Comments on: Cross domain access now, and support for the future

By: shadedecho

shadedecho — Mon, 04 Aug 2008 01:26:09 +0000

@V1-flXHR is better (IMHO) because it implements the native XHR API. http://flxhr.flensed.com/ :)

@ragjunk-You’re right, the server has to grant permission. But that’s specifically the reason, the point. Technologies which permit or encourage totally unrestricted x-domain access are far less secure. And, with window.name, as kriszyp says, the server *does* have to opt-in, so it’s a good thing.

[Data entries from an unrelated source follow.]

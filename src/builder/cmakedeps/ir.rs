//! Intermediate representation of the targets file.
//!
//! The targets file is planned as a list of [`Statement`]s before it is
//! rendered to CMake. Name collisions are expressed as
//! [`Statement::DeclareIfAbsent`] rather than as CMake `if(NOT TARGET ...)`
//! text, so the plan can be checked (and evaluated with
//! [`TargetRegistry`](super::registry::TargetRegistry)) without running CMake.

/// What a declared target is.
#[derive(Debug, Clone, PartialEq, Eq)]
pub enum TargetKind {
    /// The aggregate target of the package.
    Root,
    /// One component of the package.
    Component,
    /// An extra name linking to `target`.
    Alias { target: String },
}

/// An `INTERFACE IMPORTED` target to declare unless one already exists.
#[derive(Debug, Clone, PartialEq, Eq)]
pub struct Declaration {
    pub name: String,
    pub kind: TargetKind,
}

impl Declaration {
    pub fn root(name: impl Into<String>) -> Self {
        Declaration {
            name: name.into(),
            kind: TargetKind::Root,
        }
    }

    pub fn component(name: impl Into<String>) -> Self {
        Declaration {
            name: name.into(),
            kind: TargetKind::Component,
        }
    }

    pub fn alias(name: impl Into<String>, target: impl Into<String>) -> Self {
        Declaration {
            name: name.into(),
            kind: TargetKind::Alias {
                target: target.into(),
            },
        }
    }

    /// The target this declaration links to, for aliases.
    pub fn link_target(&self) -> Option<&str> {
        match &self.kind {
            TargetKind::Alias { target } => Some(target),
            _ => None,
        }
    }
}

/// Which family of sibling files an include glob picks up.
#[derive(Debug, Clone, Copy, PartialEq, Eq)]
pub enum IncludeKind {
    /// Per-configuration variable files.
    Data,
    /// Per-configuration library finder files.
    Finder,
}

/// One step of the targets file.
#[derive(Debug, Clone, PartialEq, Eq)]
pub enum Statement {
    /// Include every sibling file matching `pattern`.
    IncludeGlob { kind: IncludeKind, pattern: String },

    /// Declare a target unless it exists, warn otherwise.
    DeclareIfAbsent(Declaration),
}

/// Planned contents of a targets file.
#[derive(Debug, Clone, Default, PartialEq, Eq)]
pub struct TargetsScript {
    pub statements: Vec<Statement>,
}

impl TargetsScript {
    /// All declarations, in emission order.
    pub fn declarations(&self) -> impl Iterator<Item = &Declaration> {
        self.statements.iter().filter_map(|stmt| match stmt {
            Statement::DeclareIfAbsent(decl) => Some(decl),
            _ => None,
        })
    }

    /// Names of all declared targets, in emission order.
    pub fn declared_names(&self) -> Vec<&str> {
        self.declarations().map(|d| d.name.as_str()).collect()
    }
}
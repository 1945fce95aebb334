//! Entry points `find_package()` loads: `<stem>-config.cmake` (or
//! `Find<stem>.cmake` in module mode) and `<stem>-config-version.cmake`.

use semver::Version;

use crate::builder::cmakedeps::naming::{variable_prefix, FileNames};

/// Inputs of the config (or find-module) file.
#[derive(Debug, Clone)]
pub struct ConfigTemplate<'a> {
    pub file_names: &'a FileNames,
    pub version: &'a Version,
}

impl ConfigTemplate<'_> {
    pub fn filename(&self) -> String {
        self.file_names.config_file()
    }

    pub fn render(&self) -> String {
        let prefix = variable_prefix(self.file_names.stem());
        let version_var = if self.file_names.module_mode() {
            "VERSION"
        } else {
            "VERSION_STRING"
        };

        format!(
            "########## TARGETS ##########################################################################\n\
             #############################################################################################\n\
             include(${{CMAKE_CURRENT_LIST_DIR}}/{targets})\n\n\
             set({prefix}_FOUND 1)\n\
             set({prefix}_{version_var} \"{version}\")\n",
            targets = self.file_names.targets_file(),
            version = self.version,
        )
    }
}

/// Inputs of the version file (config mode only).
#[derive(Debug, Clone)]
pub struct VersionTemplate<'a> {
    pub file_names: &'a FileNames,
    pub version: &'a Version,
}

impl VersionTemplate<'_> {
    pub fn filename(&self) -> Option<String> {
        self.file_names.version_file()
    }

    /// Same-major-version compatibility, exact match flagged.
    pub fn render(&self) -> String {
        format!(
            r#"set(PACKAGE_VERSION "{version}")

if(PACKAGE_VERSION VERSION_LESS PACKAGE_FIND_VERSION)
    set(PACKAGE_VERSION_COMPATIBLE FALSE)
else()
    if(PACKAGE_FIND_VERSION_MAJOR STREQUAL "{major}")
        set(PACKAGE_VERSION_COMPATIBLE TRUE)
    else()
        set(PACKAGE_VERSION_COMPATIBLE FALSE)
    endif()

    if(PACKAGE_FIND_VERSION STREQUAL PACKAGE_VERSION)
        set(PACKAGE_VERSION_EXACT TRUE)
    endif()
endif()
"#,
            version = self.version,
            major = self.version.major,
        )
    }
}
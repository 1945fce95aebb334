//! High-level operations.
//!
//! This module contains the implementation of Berth commands.

pub mod berth_init;
pub mod berth_install;
pub mod berth_layout;

pub use berth_init::init_package;
pub use berth_install::{install, installed_configurations, InstallOptions, InstallResult};
pub use berth_layout::{layout, stage_sources, LayoutOptions, LayoutResult};
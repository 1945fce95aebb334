//! Package - manifest plus the directory it was loaded from.

use std::path::{Path, PathBuf};

use anyhow::Result;
use semver::Version;

use crate::core::cpp_info::CppInfo;
use crate::core::manifest::{LayoutConfig, Manifest, MANIFEST_NAME};

/// A package with its manifest and location.
#[derive(Debug, Clone)]
pub struct Package {
    /// The parsed manifest
    manifest: Manifest,

    /// Parsed version
    version: Version,

    /// Root directory of the package
    root: PathBuf,
}

impl Package {
    /// Create a new package from a manifest and root directory.
    pub fn new(manifest: Manifest, root: PathBuf) -> Result<Self> {
        let version = manifest.version()?;

        Ok(Package {
            manifest,
            version,
            root,
        })
    }

    /// Load a package from a manifest file.
    pub fn load(manifest_path: &Path) -> Result<Self> {
        let manifest = Manifest::load(manifest_path)?;
        let root = manifest_path.parent().unwrap_or(Path::new(".")).to_path_buf();
        Self::new(manifest, root)
    }

    /// Get the package name.
    pub fn name(&self) -> &str {
        self.manifest.name()
    }

    /// Get the package version.
    pub fn version(&self) -> &Version {
        &self.version
    }

    /// Get the manifest.
    pub fn manifest(&self) -> &Manifest {
        &self.manifest
    }

    /// Get the package root directory.
    pub fn root(&self) -> &Path {
        &self.root
    }

    /// Get the manifest file path.
    pub fn manifest_path(&self) -> PathBuf {
        self.root.join(MANIFEST_NAME)
    }

    /// Get the declared folder layout.
    pub fn layout(&self) -> &LayoutConfig {
        &self.manifest.layout
    }

    /// Get the exported library information.
    pub fn cpp_info(&self) -> CppInfo {
        CppInfo::from_manifest(&self.manifest)
    }

    /// Stem of the generated CMake file names.
    pub fn cmake_file_name(&self) -> &str {
        self.manifest
            .cmake
            .file_name
            .as_deref()
            .unwrap_or_else(|| self.name())
    }
}

#[cfg(test)]
mod tests {
    use super::*;
    use tempfile::TempDir;

    #[test]
    fn test_load_package() {
        let tmp = TempDir::new().unwrap();
        let path = tmp.path().join(MANIFEST_NAME);
        std::fs::write(
            &path,
            "[package]\nname = \"zlib\"\nversion = \"1.3.1\"\n\n[cmake]\nfile_name = \"ZLIB\"\n",
        )
        .unwrap();

        let pkg = Package::load(&path).unwrap();
        assert_eq!(pkg.name(), "zlib");
        assert_eq!(pkg.version(), &Version::new(1, 3, 1));
        assert_eq!(pkg.root(), tmp.path());
        assert_eq!(pkg.manifest_path(), path);
        assert_eq!(pkg.cmake_file_name(), "ZLIB");
    }
}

But, more importantly for the open web revolution, for sites which want to publish their content to anyone, and it’s safe for them to do so, they can use a “*” policy in their crossdomain.xml, which allows anyone to access it, without worrying about needing to specifically grant permission to each domain.

By: kriszyp

kriszyp — Sun, 03 Aug 2008 19:26:44 +0000

@ragjunk, @Loganathan: This approach requires that the target site opt-in by providing data using window.name technique, it doesn't enable you to break the "steal" data without the target site's consent; the target site must provide the data by setting the window.name. If you want the target site to provide you data using the secure window.name technique, encourage them to implement the protocol (it is defined here: http://www.sitepen.com/blog/2008/07/22/windowname-transport/)

By: Loganathan

Loganathan — Sat, 02 Aug 2008 08:34:38 +0000

i am looking for a solution to read some contents of another domain’s page data .. i am loading into iframe in my page.. is it possible toaccess it.

By: Loganathan

Loganathan — Sat, 02 Aug 2008 08:20:01 +0000

Will this help to fetch another domain’s data through ? please tell me the answer?

By: linb

linb — Sat, 02 Aug 2008 00:01:51 +0000

window.name technique is better for FIM. It enable you run an remote Ajax RIA application from a single local disk html file. How to run an remote Ajax RIA application from a single local disk html file.

By: ragjunk

ragjunk — Fri, 01 Aug 2008 21:57:47 +0000

@V1: How would flash based XHR work, if my site is not in the crossdomain.xml of the target site? I want to do an XHR from my online app to any third party site, but I cannot do that because my site is not listed in any of their xdomain XML. So, I think, Kris’ work would help me better than using any of the flash based XHR, unless I missed something totally. (which happens many a times)

By: kriszyp

kriszyp — Fri, 01 Aug 2008 19:42:34 +0000

Dojo does have an iframe mechanism for cross-domain loading that uses fragment identifiers (#hash) to transfer data. However, this technique is very limited, it can only send messages in 2K chunks. The windowName module and the new native APIs are much more efficient.

By: Nosredna

Nosredna — Fri, 01 Aug 2008 16:40:33 +0000

I’m learning Dojo now, and it normally uses iFrames for this, right? Is there a case when using iFrames doesn’t work?

By: V1

V1 — Fri, 01 Aug 2008 13:20:13 +0000

ill rather use flashxhr, same effect less mess.

By: henrah

henrah — Fri, 01 Aug 2008 12:30:59 +0000

I don’t think there are any browsers that can’t do window.name message-passing; the proxy option is for supporting other sites which don’t have a cross-domain request api to call.